Nestled in a block of shops that straddle the line between Georgetown and Dupont is Linea Pitti. Even with its bold, blue awning, it’s a relatively unassuming location. The interior is modest, lined with some couches to sit for consultations and a single dressing room, where patrons can switch into clothes that need a nip or a tuck or even a total reconstruction. It’s a humble space for a man who, by all accounts, is a wizard: Ihsan Dura. A Turkish tailor who immigrated to the United States in 1969, Dura started learning to tailor after elementary school. He’s now 74.
Dura’s story is expansive. He spent five years really learning the art form and began to finish sport coats and jackets — by hand — not long after. To put it in perspective, he tells me that building a whole suit by hand takes roughly 40 hours for him nowadays, so it’s easy to imagine how much longer it was for him back in the day. He eventually saw an advertisement at the U.S. Embassy asking for tailors; he took up residence in Rochester, New York, in 1972. His brother had moved there a few years prior.

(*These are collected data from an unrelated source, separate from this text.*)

use std::process::ExitCode;

use anyhow::Context;
use clap::Parser;
use fabric_controller::config::Cli;
use fabric_controller::orchestrator::Orchestrator;
use fabric_controller::upload::{self, UploadState};

fn main() -> ExitCode {
    let cli = Cli::parse();
    cli.init_tracing();

    let runtime = tokio::runtime::Builder::new_multi_thread()
        .enable_all()
        .build()
        .expect("failed to create tokio runtime");

    match runtime.block_on(try_main(cli)) {
        Ok(()) => {
            tracing::info!("controller shut down cleanly");
            ExitCode::SUCCESS
        }
        Err(e) => {
            tracing::error!("{e:#}");
            ExitCode::FAILURE
        }
    }
}

async fn try_main(cli: Cli) -> anyhow::Result<()> {
    let orchestrator = Orchestrator::bootstrap(&cli)
        .await
        .context("failed to bootstrap the fabric controller")?;

    let router = upload::router(UploadState {
        orchestrator: orchestrator.clone(),
        persist_path: cli.persist_path.clone(),
    });

    let listener = tokio::net::TcpListener::bind(cli.listen_addr)
        .await
        .with_context(|| format!("failed to bind {}", cli.listen_addr))?;

    tracing::info!(addr = %cli.listen_addr, "configuration-upload endpoint listening");

    axum::serve(listener, router)
        .with_graceful_shutdown(shutdown_signal())
        .await
        .context("upload server exited unexpectedly")?;

    orchestrator.shutdown();
    Ok(())
}

async fn shutdown_signal() {
    match tokio::signal::ctrl_c().await {
        Ok(()) => tracing::info!("received shutdown signal"),
        Err(e) => tracing::warn!(error = %e, "failed to install ctrl-c handler"),
    }
}
//! SDN control plane for a programmable-switch fabric: spanning tree,
//! idempotent rule install, and a telemetry-digest reaction loop.

pub mod arp;
pub mod config;
pub mod digest;
pub mod error;
pub mod metrics;
pub mod orchestrator;
pub mod plan;
pub mod report;
pub mod rules;
pub mod schema;
pub mod session;
pub mod topology;
pub mod transport;
pub mod upload;
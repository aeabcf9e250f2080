//! Thin HTTP boundary for configuration uploads: a single `POST /config`
//! endpoint that deserializes a [`RawUploadPayload`], normalizes it, hands
//! it to the orchestrator, and atomically persists it to disk. Kept
//! deliberately small: no reporting/CSV/diagram surface, just the one
//! narrow control route.

use std::path::PathBuf;
use std::sync::Arc;
use std::time::Instant;

use axum::extract::State;
use axum::http::StatusCode;
use axum::response::{IntoResponse, Response};
use axum::routing::post;
use axum::{Json, Router};
use serde::Serialize;
use tokio::io::AsyncWriteExt;

use crate::orchestrator::Orchestrator;
use crate::plan::RawUploadPayload;

#[derive(Clone)]
pub struct UploadState {
    pub orchestrator: Arc<Orchestrator>,
    pub persist_path: PathBuf,
}

#[derive(Debug, Serialize)]
struct UploadResponse {
    ok: bool,
    processing_ms: u128,
}

pub fn router(state: UploadState) -> Router {
    Router::new().route("/config", post(handle_upload)).with_state(state)
}

async fn handle_upload(State(state): State<UploadState>, Json(payload): Json<RawUploadPayload>) -> Response {
    let started = Instant::now();

    if let Err(e) = persist_raw_payload(&state.persist_path, &payload).await {
        tracing::warn!(error = %e, "failed to persist uploaded configuration");
    }

    match state.orchestrator.apply_plan(payload).await {
        Ok(()) => {
            let processing_ms = started.elapsed().as_millis();
            Json(UploadResponse { ok: true, processing_ms }).into_response()
        }
        Err(e) => {
            tracing::error!(error = %e, "failed to apply uploaded configuration");
            (StatusCode::UNPROCESSABLE_ENTITY, format!("failed to apply configuration: {e}")).into_response()
        }
    }
}

/// Write-to-temp-then-rename so a crash mid-write never leaves a partial
/// `parsed_data.json` on disk.
async fn persist_raw_payload(path: &std::path::Path, payload: &RawUploadPayload) -> std::io::Result<()> {
    let tmp_path = path.with_extension("json.tmp");
    let body = serde_json::to_vec_pretty(payload)?;

    let mut file = tokio::fs::File::create(&tmp_path).await?;
    file.write_all(&body).await?;
    file.flush().await?;
    drop(file);

    tokio::fs::rename(&tmp_path, path).await
}

#[cfg(test)]
mod tests {
    use super::*;
    use crate::plan::{InstanceInfo, UploadMetrics};
    use std::collections::BTreeMap;

    fn sample_payload() -> RawUploadPayload {
        RawUploadPayload {
            instance_info: InstanceInfo {
                nodes: 1,
                colors: 1,
                run_time: 0.1,
                solution_cost: 0.0,
            },
            deployment: BTreeMap::new(),
            routes: BTreeMap::new(),
            metrics: UploadMetrics {
                num_nodes_deployed: 0,
                average_path_weight: 0.0,
                percentage_covered: 0.0,
            },
            wl_nodes: vec![],
            table_entries: BTreeMap::new(),
        }
    }

    #[tokio::test]
    async fn persists_payload_atomically_via_rename() {
        let dir = tempfile::tempdir().unwrap();
        let path = dir.path().join("parsed_data.json");
        persist_raw_payload(&path, &sample_payload()).await.unwrap();
        assert!(path.exists());
        assert!(!path.with_extension("json.tmp").exists());
    }
}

After practicing their craft there for a few years, the two eventually traveled down to Washington, D.C. “The people were more sophisticated and dressed up,” Dura says of D.C. “I [decided] to look for a job here, and if I could find one, I’d stay.” He eventually landed a role tailoring products at Bloomingdale’s and saved up enough to buy a “500- or 600-square-foot” location near the White Flint Mall in 1975. He’s done tailoring and retail ever since, moving into the Dupont space in the early aughts.
Dura says that once upon a time, his client list included everyone from Liberace to Cowboys owner Jerry Jones. When I asked him about Jones, he still remembered the exact sizing and how Jones would call him up and ask for a new piece to be sent to Dallas.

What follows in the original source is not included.